Yeah, I usually mention the one thing from Jay Papasan and Gary Keller because it helped me focus But that's been talked about so much. I'm going to tell you a more obscure one.

Average Joe Finances:

I think you mention that on episode 30, So you got to give me something new.

Paul Moore:

That's right. Good memory. I Recommend richer wiser happier by William Green. It came out two years ago. It's a fabulous book on balancing life investing It's purse, lots of personal stories about a lot of these famous people like Howard Marks, Warren Buffett, Charlie Munger, Ray Dalio.
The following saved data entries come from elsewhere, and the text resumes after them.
use std::collections::HashSet;

use core_model::{
    ContentBlock, Message, MessageContent, Role, ToolResult, ToolUse, deterministic_id,
};
use serde_json::{Value, json};
use tracing::debug;

mod collab;
mod graph;

pub use collab::{Diagnostic, DiagnosticsProvider, FileReader, FsFileReader, LineRange, NoDiagnostics};
pub use graph::{
    EDIT_TOOLS, FileInfo, ToolGraph, ToolInfo, ToolKind, VIEW_TOOL, build_graph, line_range,
    target_path,
};

pub const DIAGNOSTICS_TOOL: &str = "get_diagnostics";
pub const STALE_VIEW_NOTICE: &str =
    "This view is outdated: the file was changed or viewed again later in the conversation. Refer to the latest view of this file.";

#[derive(Debug, Clone, Copy, Default)]
pub struct ReconcileOptions {
    /// Tool-count budget. `None` keeps every tool invocation structured.
    pub max_tools: Option<usize>,
    pub diagnostics: bool,
}

#[derive(Debug, Clone, Default, PartialEq, Eq)]
pub struct ReconcileReport {
    pub total_tools: usize,
    pub edits_with_success: usize,
    pub text_conversion_count: usize,
    pub converted: usize,
    pub dropped_incomplete: usize,
    pub orphan_results: usize,
    pub stale_views: usize,
    pub refreshed_views: usize,
    pub synthetic_messages: usize,
}

/// Number of the earliest completed invocations to flatten into text so the
/// structured tools plus the synthetic pairs they generate fit `max_tools`.
pub fn text_conversion_count(graph: &ToolGraph, opts: &ReconcileOptions) -> usize {
    let Some(max) = opts.max_tools else {
        return 0;
    };
    let per_edit = if opts.diagnostics { 2 } else { 1 };
    (graph.completed() + graph.edits_with_success() * per_edit).saturating_sub(max)
}

fn with_blocks(msg: &Message, uuid: String, blocks: Vec<ContentBlock>) -> Message {
    let mut out = msg.clone();
    out.uuid = uuid;
    out.content = MessageContent::Blocks(blocks);
    out
}

/// The message carrying only `block`; the original when it holds nothing else.
fn isolate(msg: &Message, id: &str, block: ContentBlock) -> Message {
    if msg.content.blocks().len() == 1 {
        let mut out = msg.clone();
        out.content = MessageContent::Blocks(vec![block]);
        return out;
    }
    with_blocks(msg, deterministic_id(&[&msg.uuid, id]), vec![block])
}

fn synthetic(anchor: &Message, uuid: String, role: Role, block: ContentBlock) -> Message {
    let mut msg = Message::new(
        uuid,
        role,
        MessageContent::Blocks(vec![block]),
        anchor.timestamp.clone(),
    );
    msg.turn_id = anchor.turn_id.clone();
    msg.is_dummy = true;
    msg.visible = false;
    msg
}

fn synthetic_pair(anchor: &Message, tool_use: ToolUse, result: ToolResult) -> [Message; 2] {
    let id = tool_use.id.clone();
    [
        synthetic(
            anchor,
            deterministic_id(&[&id, "use"]),
            Role::Assistant,
            ContentBlock::ToolUse(tool_use),
        ),
        synthetic(
            anchor,
            deterministic_id(&[&id, "result"]),
            Role::User,
            ContentBlock::ToolResult(result),
        ),
    ]
}

fn text_pair(use_msg: &Message, result_msg: &Message, tool: &ToolInfo, input: &Value) -> [Message; 2] {
    let outcome = match &tool.result {
        Some(r) if r.is_user_declined => "declined by user",
        Some(r) if r.is_error => "failed",
        _ => "succeeded",
    };
    let mut call = Message::text(
        deterministic_id(&[&tool.id, "text-use"]),
        Role::Assistant,
        format!("[{}]: {}", tool.name, input),
        use_msg.timestamp.clone(),
    );
    call.turn_id = use_msg.turn_id.clone();
    let mut done = Message::text(
        deterministic_id(&[&tool.id, "text-result"]),
        Role::User,
        format!("[{}]: {}", tool.name, outcome),
        result_msg.timestamp.clone(),
    );
    done.turn_id = result_msg.turn_id.clone();
    [call, done]
}

fn stale_or_live(
    tool_id: &str,
    path: &str,
    range: Option<LineRange>,
    graph: &ToolGraph,
    reader: &dyn FileReader,
    report: &mut ReconcileReport,
) -> (String, bool) {
    let is_last = graph
        .file(path)
        .and_then(|f| f.last_tool_id.as_deref())
        .is_some_and(|last| last == tool_id);
    if !is_last {
        report.stale_views += 1;
        return (STALE_VIEW_NOTICE.to_string(), false);
    }
    report.refreshed_views += 1;
    match reader.read(path, range) {
        Ok(content) => (content, false),
        Err(e) => (format!("failed to read {path}: {e:#}"), true),
    }
}

/// Rewrites `messages` so view results reflect current file content, every
/// successful edit is followed by a fresh view (and diagnostics when asked),
/// incomplete invocations are dropped, and the earliest invocations are
/// flattened to text when the tool budget is exceeded.
pub fn reconcile(
    messages: &[Message],
    opts: &ReconcileOptions,
    reader: &dyn FileReader,
    diagnostics: &dyn DiagnosticsProvider,
) -> (Vec<Message>, ReconcileReport) {
    let graph = build_graph(messages);
    let conversions = text_conversion_count(&graph, opts);
    let mut report = ReconcileReport {
        total_tools: graph.completed(),
        edits_with_success: graph.edits_with_success(),
        text_conversion_count: conversions,
        orphan_results: graph.orphan_results,
        ..Default::default()
    };

    let mut out = Vec::with_capacity(messages.len());
    let mut emitted: HashSet<&str> = HashSet::new();
    let mut processed = 0usize;

    for msg in messages {
        let blocks = msg.content.blocks();
        let has_tools = blocks
            .iter()
            .any(|b| matches!(b, ContentBlock::ToolUse(_) | ContentBlock::ToolResult(_)));
        if !has_tools {
            out.push(msg.clone());
            continue;
        }

        let rest: Vec<ContentBlock> = blocks
            .iter()
            .filter(|b| !matches!(b, ContentBlock::ToolUse(_) | ContentBlock::ToolResult(_)))
            .cloned()
            .collect();
        if !rest.is_empty() {
            out.push(with_blocks(msg, msg.uuid.clone(), rest));
        }

        for block in blocks {
            let ContentBlock::ToolUse(tool_use) = block else {
                continue;
            };
            if !emitted.insert(tool_use.id.as_str()) {
                continue;
            }
            let Some(tool) = graph.tools.get(&tool_use.id) else {
                continue;
            };
            let (Some(result), Some(result_idx)) = (&tool.result, tool.result_message) else {
                report.dropped_incomplete += 1;
                continue;
            };
            let result_msg = &messages[result_idx];
            processed += 1;

            if processed <= conversions {
                out.extend(text_pair(msg, result_msg, tool, &tool_use.input));
                report.converted += 1;
                continue;
            }

            out.push(isolate(msg, &tool.id, block.clone()));
            let mut result = result.clone();
            if tool.kind == ToolKind::View
                && let Some(path) = &tool.path
            {
                let (content, is_error) =
                    stale_or_live(&tool.id, path, tool.range, &graph, reader, &mut report);
                result.content = content;
                result.is_error = is_error;
            }
            let succeeded = tool.succeeded();
            out.push(isolate(result_msg, &tool.id, ContentBlock::ToolResult(result)));

            if tool.kind != ToolKind::Edit || !succeeded {
                continue;
            }
            let Some(path) = &tool.path else {
                continue;
            };

            let view_id = deterministic_id(&["synthetic-view", &tool.id]);
            let (content, is_error) = stale_or_live(&tool.id, path, None, &graph, reader, &mut report);
            out.extend(synthetic_pair(
                result_msg,
                ToolUse {
                    id: view_id.clone(),
                    name: VIEW_TOOL.to_string(),
                    input: json!({ "path": path }),
                },
                ToolResult {
                    tool_use_id: view_id,
                    content,
                    is_error,
                    is_user_declined: false,
                },
            ));
            report.synthetic_messages += 2;

            let is_latest_edit = graph
                .file(path)
                .and_then(|f| f.edit_tool_id.as_deref())
                .is_some_and(|id| id == tool.id);
            if opts.diagnostics && is_latest_edit {
                let diag_id = deterministic_id(&["synthetic-diagnostics", &tool.id]);
                let (content, is_error) = match diagnostics.diagnostics(path) {
                    Ok(list) => match serde_json::to_string(&list) {
                        Ok(encoded) => (encoded, false),
                        Err(e) => (format!("failed to encode diagnostics: {e}"), true),
                    },
                    Err(e) => (format!("failed to get diagnostics for {path}: {e:#}"), true),
                };
                out.extend(synthetic_pair(
                    result_msg,
                    ToolUse {
                        id: diag_id.clone(),
                        name: DIAGNOSTICS_TOOL.to_string(),
                        input: json!({ "path": path }),
                    },
                    ToolResult {
                        tool_use_id: diag_id,
                        content,
                        is_error,
                        is_user_declined: false,
                    },
                ));
                report.synthetic_messages += 2;
            }
        }
    }

    debug!(
        total_tools = report.total_tools,
        converted = report.converted,
        dropped = report.dropped_incomplete,
        stale = report.stale_views,
        synthetic = report.synthetic_messages,
        "history reconciled"
    );
    (out, report)
}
I don't know if he's in there actually, but at any rate, it's a fabulous book and it's just, it's like one of those things. I can't even highlight the book because the whole thing would be yellow.

Average Joe Finances:

Oh, wow. Okay. That is a great recommendation. Then I'm going to have to add that one to my list. I've not heard this recommendation before. So richer, wiser, happier. Yeah, definitely. Thank you. I appreciate that. William green. Okay. All right, Paul. That is it for the final round. You made it through easy peasy lemon squeezy. However, I'm not done with you yet. Cause I do have another question I'd like to ask you. And this is the most important question of the entire interview because people have been listening to this and they're saying, Hey, I really like what Paul's all about. I like some of the things he's talking about. I heard Mike mentioned a little bit earlier that he's got a book. So where can people find more information about you? Do you have a website you could share with us? Any social media profiles we can follow and where can we get your book and what's your book about?

Paul Moore:

Yeah. So you can. I've got a couple of books out. I got three books, but you can get me, you can catch up with me on Twitter. I would love it if you follow me at Paul Moore invest that's at Paul Moore invest. And my book I got a book on self storage on Amazon and bigger pockets. I've got a book on multifamily. You can find it on Amazon as well. Just look for Paul Moore. And the best place to go to find more information is our website, wellingscapital. com slash resources. That will get you a free special report on RV park investing, another one on self storage, another on mobile home park investing, and another which is a general course on how to invest in commercial real estate.

Average Joe Finances:

All right. Fantastic. So I'll make sure I have links to all of that in the show notes to make it easier for our listeners to go and follow you on Twitter. Check out your website, check out your books and just make it easier in general. The only thing I ask my listeners to do is please don't copy and paste or click it if you're driving right now. Appreciate it. Thank you. Yeah. So Paul this has been fantastic. I, to close things out, I want to ask you, do you have any final thoughts for our listeners?

Paul Moore:

Yeah. Like I said earlier, we only have one life, and I would just really remind people, go hug your kids, love your husband or wife, take care of your parents, take care of your neighbors, because, America, is not, honestly, in my opinion, Doing so right now, and, we're going to, we're going to look back at the end of our life, like Lee Iacocca and others said and said, nobody with nobody at the end of their life, which is they had spent more time at the office and so I just remind people, use your life wisely, love others and take care of your neighbors.

Average Joe Finances:

All right. Wise, wise, final thoughts. And I really appreciate that, Paul, again, thank you so much for taking the time out of your day from your lakeside enjoyment that you're having right now to chat with me I greatly appreciate it and so does my audience.

Paul Moore:

Thanks Mike. It's been a real pleasure and an honor to be here. Take care.

Average Joe Finances:

Absolutely. It was great to have you on again. And also I want to thank all of my listeners for joining me and our special guest today, Paul Moore on the Average Joe Finances podcast. Go leave us a five star review and tell us what you liked about today's episode with Paul. Aloha from Hawaii and have a great rest of your day.